─── DATA PROVIDED

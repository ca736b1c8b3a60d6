//! Character-level predicates.
//!
//! Everything the lexer wants to know about a single rune lives here. The
//! name predicates delegate to the compiled Unicode tables in
//! `unicode-ident` (ASCII bitmask fast path plus a two-level compressed
//! trie generated from the Unicode database); the rest are small fixed
//! sets.

/// Horizontal whitespace: space, tab, and the two bidirectional marks
/// U+200E/U+200F.
#[inline]
pub fn is_whitespace(c: char) -> bool {
    matches!(c, ' ' | '\t' | '\u{200E}' | '\u{200F}')
}

/// Line break runes: LF and CR.
#[inline]
pub fn is_newline(c: char) -> bool {
    matches!(c, '\n' | '\r')
}

/// Whitespace or a line break.
#[inline]
pub fn is_ignorable(c: char) -> bool {
    is_whitespace(c) || is_newline(c)
}

/// Runes never permitted in source text outside escape sequences: control
/// characters that are not ignorable, plus the U+2028/U+2029 line
/// separators.
#[inline]
pub fn is_forbidden(c: char) -> bool {
    (c.is_control() && !is_ignorable(c)) || matches!(c, '\u{2028}' | '\u{2029}')
}

/// ASCII punctuation that can begin a punctuation token (or, for a few
/// reserved characters, an invalid one).
#[inline]
pub fn is_punctuation(c: char) -> bool {
    matches!(
        c,
        '!' | '('
            | ')'
            | '['
            | ']'
            | '{'
            | '}'
            | '*'
            | '\\'
            | '&'
            | '#'
            | '%'
            | '`'
            | '^'
            | '|'
            | '~'
            | '$'
            | '+'
            | '-'
            | ','
            | ';'
            | ':'
            | '?'
            | '.'
            | '@'
            | '/'
            | '<'
            | '='
            | '>'
    )
}

/// Can begin a name: `_` or an XID start rune.
#[inline]
pub fn is_name_start(c: char) -> bool {
    c == '_' || unicode_ident::is_xid_start(c)
}

/// Can continue a name: an XID continue rune (includes `_` and digits).
#[inline]
pub fn is_name_continue(c: char) -> bool {
    unicode_ident::is_xid_continue(c)
}

/// The name medial rune, `-`; must be followed by a continue rune.
#[inline]
pub fn is_name_medial(c: char) -> bool {
    c == '-'
}

/// A name final rune, `?` or `!`; at most one, at the very end.
#[inline]
pub fn is_name_final(c: char) -> bool {
    c == '?' || c == '!'
}

/// Any rune that can appear in a name after its first rune.
#[inline]
pub fn is_name_char(c: char) -> bool {
    is_name_continue(c) || is_name_medial(c) || is_name_final(c)
}

/// A decimal digit.
#[inline]
pub fn is_digit(c: char) -> bool {
    c.is_ascii_digit()
}

/// A hexadecimal digit, either case.
#[inline]
pub fn is_hex_digit(c: char) -> bool {
    c.is_ascii_hexdigit()
}

/// A binary digit.
#[inline]
pub fn is_binary_digit(c: char) -> bool {
    c == '0' || c == '1'
}

/// A numeric sign.
#[inline]
pub fn is_sign(c: char) -> bool {
    c == '+' || c == '-'
}

/// Can begin a number: a sign or a decimal digit.
#[inline]
pub fn is_number_start(c: char) -> bool {
    is_sign(c) || is_digit(c)
}

/// One of the U+200E/U+200F bidirectional marks.
#[inline]
pub fn is_bidi_mark(c: char) -> bool {
    matches!(c, '\u{200E}' | '\u{200F}')
}

/// NEL or one of the Unicode line/paragraph separators, which get their
/// own diagnostic wording.
#[inline]
pub fn is_line_separator(c: char) -> bool {
    matches!(c, '\u{0085}' | '\u{2028}' | '\u{2029}')
}

/// A non-ASCII space separator (Unicode category Zs, minus the plain
/// space, which is ordinary whitespace).
#[inline]
pub fn is_space_separator(c: char) -> bool {
    matches!(
        c,
        '\u{00A0}'
            | '\u{1680}'
            | '\u{2000}'..='\u{200A}'
            | '\u{202F}'
            | '\u{205F}'
            | '\u{3000}'
    )
}

#[cfg(test)]
mod tests {
    use super::*;

    #[test]
    fn test_whitespace_set() {
        assert!(is_whitespace(' '));
        assert!(is_whitespace('\t'));
        assert!(is_whitespace('\u{200E}'));
        assert!(is_whitespace('\u{200F}'));
        assert!(!is_whitespace('\n'));
        assert!(!is_whitespace('\u{00A0}'));
    }

    #[test]
    fn test_newline_set() {
        assert!(is_newline('\n'));
        assert!(is_newline('\r'));
        assert!(!is_newline('\u{2028}'));
    }

    #[test]
    fn test_forbidden_controls() {
        assert!(is_forbidden('\u{0000}'));
        assert!(is_forbidden('\u{0007}'));
        assert!(is_forbidden('\u{000B}'));
        assert!(is_forbidden('\u{000C}'));
        assert!(is_forbidden('\u{007F}'));
        assert!(is_forbidden('\u{0085}'));
        assert!(is_forbidden('\u{2028}'));
        assert!(is_forbidden('\u{2029}'));
        // Ignorable controls are not forbidden.
        assert!(!is_forbidden('\t'));
        assert!(!is_forbidden('\n'));
        assert!(!is_forbidden('\r'));
        // Non-control whitespace oddities are invalid but not forbidden.
        assert!(!is_forbidden('\u{00A0}'));
    }

    #[test]
    fn test_punctuation_set() {
        for c in "!()[]{}*\\&#%`^|~$+-,;:?.@/<=>".chars() {
            assert!(is_punctuation(c), "{c:?} should be punctuation");
        }
        assert!(!is_punctuation('"'));
        assert!(!is_punctuation('a'));
        assert!(!is_punctuation('_'));
    }

    #[test]
    fn test_name_predicates() {
        assert!(is_name_start('_'));
        assert!(is_name_start('a'));
        assert!(is_name_start('Δ'));
        assert!(is_name_start('変'));
        assert!(!is_name_start('1'));
        assert!(!is_name_start('-'));

        assert!(is_name_continue('a'));
        assert!(is_name_continue('1'));
        assert!(is_name_continue('_'));
        assert!(!is_name_continue('-'));
        assert!(!is_name_continue('?'));

        assert!(is_name_char('-'));
        assert!(is_name_char('?'));
        assert!(is_name_char('!'));
        assert!(!is_name_char(' '));
    }

    #[test]
    fn test_digit_families() {
        assert!(is_digit('0') && is_digit('9'));
        assert!(!is_digit('a'));
        assert!(is_hex_digit('f') && is_hex_digit('F') && is_hex_digit('0'));
        assert!(!is_hex_digit('g'));
        assert!(is_binary_digit('0') && is_binary_digit('1'));
        assert!(!is_binary_digit('2'));
    }

    #[test]
    fn test_number_start() {
        assert!(is_number_start('+'));
        assert!(is_number_start('-'));
        assert!(is_number_start('5'));
        assert!(!is_number_start('.'));
    }

    #[test]
    fn test_separator_classification() {
        assert!(is_line_separator('\u{0085}'));
        assert!(is_line_separator('\u{2028}'));
        assert!(is_space_separator('\u{00A0}'));
        assert!(is_space_separator('\u{3000}'));
        assert!(!is_space_separator(' '));
    }
}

──────

- **WHAT IS BEING ASKED**: Go through the entries and repeat each one exactly.

- **PROBLEM SOLUTION**:
repository ca736b1c8b3a60d6
//! Character-level predicates.
//!
//! Everything the lexer wants to know about a single rune lives here. The
//! name predicates delegate to the compiled Unicode tables in
//! `unicode-ident` (ASCII bitmask fast path plus a two-level compressed
//! trie generated from the Unicode database); the rest are small fixed
//! sets.

/// Horizontal whitespace: space, tab, and the two bidirectional marks
/// U+200E/U+200F.
#[inline]
pub fn is_whitespace(c: char) -> bool {
    matches!(c, ' ' | '\t' | '\u{200E}' | '\u{200F}')
}

/// Line break runes: LF and CR.
#[inline]
pub fn is_newline(c: char) -> bool {
    matches!(c, '\n' | '\r')
}

/// Whitespace or a line break.
#[inline]
pub fn is_ignorable(c: char) -> bool {
    is_whitespace(c) || is_newline(c)
}

/// Runes never permitted in source text outside escape sequences: control
/// characters that are not ignorable, plus the U+2028/U+2029 line
/// separators.
#[inline]
pub fn is_forbidden(c: char) -> bool {
    (c.is_control() && !is_ignorable(c)) || matches!(c, '\u{2028}' | '\u{2029}')
}

/// ASCII punctuation that can begin a punctuation token (or, for a few
/// reserved characters, an invalid one).
#[inline]
pub fn is_punctuation(c: char) -> bool {
    matches!(
        c,
        '!' | '('
            | ')'
            | '['
            | ']'
            | '{'
            | '}'
            | '*'
            | '\\'
            | '&'
            | '#'
            | '%'
            | '`'
            | '^'
            | '|'
            | '~'
            | '$'
            | '+'
            | '-'
            | ','
            | ';'
            | ':'
            | '?'
            | '.'
            | '@'
            | '/'
            | '<'
            | '='
            | '>'
    )
}

/// Can begin a name: `_` or an XID start rune.
#[inline]
pub fn is_name_start(c: char) -> bool {
    c == '_' || unicode_ident::is_xid_start(c)
}

/// Can continue a name: an XID continue rune (includes `_` and digits).
#[inline]
pub fn is_name_continue(c: char) -> bool {
    unicode_ident::is_xid_continue(c)
}

/// The name medial rune, `-`; must be followed by a continue rune.
#[inline]
pub fn is_name_medial(c: char) -> bool {
    c == '-'
}

/// A name final rune, `?` or `!`; at most one, at the very end.
#[inline]
pub fn is_name_final(c: char) -> bool {
    c == '?' || c == '!'
}

/// Any rune that can appear in a name after its first rune.
#[inline]
pub fn is_name_char(c: char) -> bool {
    is_name_continue(c) || is_name_medial(c) || is_name_final(c)
}

/// A decimal digit.
#[inline]
pub fn is_digit(c: char) -> bool {
    c.is_ascii_digit()
}

/// A hexadecimal digit, either case.
#[inline]
pub fn is_hex_digit(c: char) -> bool {
    c.is_ascii_hexdigit()
}

/// A binary digit.
#[inline]
pub fn is_binary_digit(c: char) -> bool {
    c == '0' || c == '1'
}

/// A numeric sign.
#[inline]
pub fn is_sign(c: char) -> bool {
    c == '+' || c == '-'
}

/// Can begin a number: a sign or a decimal digit.
#[inline]
pub fn is_number_start(c: char) -> bool {
    is_sign(c) || is_digit(c)
}

/// One of the U+200E/U+200F bidirectional marks.
#[inline]
pub fn is_bidi_mark(c: char) -> bool {
    matches!(c, '\u{200E}' | '\u{200F}')
}

/// NEL or one of the Unicode line/paragraph separators, which get their
/// own diagnostic wording.
#[inline]
pub fn is_line_separator(c: char) -> bool {
    matches!(c, '\u{0085}' | '\u{2028}' | '\u{2029}')
}

/// A non-ASCII space separator (Unicode category Zs, minus the plain
/// space, which is ordinary whitespace).
#[inline]
pub fn is_space_separator(c: char) -> bool {
    matches!(
        c,
        '\u{00A0}'
            | '\u{1680}'
            | '\u{2000}'..='\u{200A}'
            | '\u{202F}'
            | '\u{205F}'
            | '\u{3000}'
    )
}

#[cfg(test)]
mod tests {
    use super::*;

    #[test]
    fn test_whitespace_set() {
        assert!(is_whitespace(' '));
        assert!(is_whitespace('\t'));
        assert!(is_whitespace('\u{200E}'));
        assert!(is_whitespace('\u{200F}'));
        assert!(!is_whitespace('\n'));
        assert!(!is_whitespace('\u{00A0}'));
    }

    #[test]
    fn test_newline_set() {
        assert!(is_newline('\n'));
        assert!(is_newline('\r'));
        assert!(!is_newline('\u{2028}'));
    }

    #[test]
    fn test_forbidden_controls() {
        assert!(is_forbidden('\u{0000}'));
        assert!(is_forbidden('\u{0007}'));
        assert!(is_forbidden('\u{000B}'));
        assert!(is_forbidden('\u{000C}'));
        assert!(is_forbidden('\u{007F}'));
        assert!(is_forbidden('\u{0085}'));
        assert!(is_forbidden('\u{2028}'));
        assert!(is_forbidden('\u{2029}'));
        // Ignorable controls are not forbidden.
        assert!(!is_forbidden('\t'));
        assert!(!is_forbidden('\n'));
        assert!(!is_forbidden('\r'));
        // Non-control whitespace oddities are invalid but not forbidden.
        assert!(!is_forbidden('\u{00A0}'));
    }

    #[test]
    fn test_punctuation_set() {
        for c in "!()[]{}*\\&#%`^|~$+-,;:?.@/<=>".chars() {
            assert!(is_punctuation(c), "{c:?} should be punctuation");
        }
        assert!(!is_punctuation('"'));
        assert!(!is_punctuation('a'));
        assert!(!is_punctuation('_'));
    }

    #[test]
    fn test_name_predicates() {
        assert!(is_name_start('_'));
        assert!(is_name_start('a'));
        assert!(is_name_start('Δ'));
        assert!(is_name_start('変'));
        assert!(!is_name_start('1'));
        assert!(!is_name_start('-'));

        assert!(is_name_continue('a'));
        assert!(is_name_continue('1'));
        assert!(is_name_continue('_'));
        assert!(!is_name_continue('-'));
        assert!(!is_name_continue('?'));

        assert!(is_name_char('-'));
        assert!(is_name_char('?'));
        assert!(is_name_char('!'));
        assert!(!is_name_char(' '));
    }

    #[test]
    fn test_digit_families() {
        assert!(is_digit('0') && is_digit('9'));
        assert!(!is_digit('a'));
        assert!(is_hex_digit('f') && is_hex_digit('F') && is_hex_digit('0'));
        assert!(!is_hex_digit('g'));
        assert!(is_binary_digit('0') && is_binary_digit('1'));
        assert!(!is_binary_digit('2'));
    }

    #[test]
    fn test_number_start() {
        assert!(is_number_start('+'));
        assert!(is_number_start('-'));
        assert!(is_number_start('5'));
        assert!(!is_number_start('.'));
    }

    #[test]
    fn test_separator_classification() {
        assert!(is_line_separator('\u{0085}'));
        assert!(is_line_separator('\u{2028}'));
        assert!(is_space_separator('\u{00A0}'));
        assert!(is_space_separator('\u{3000}'));
        assert!(!is_space_separator(' '));
    }
}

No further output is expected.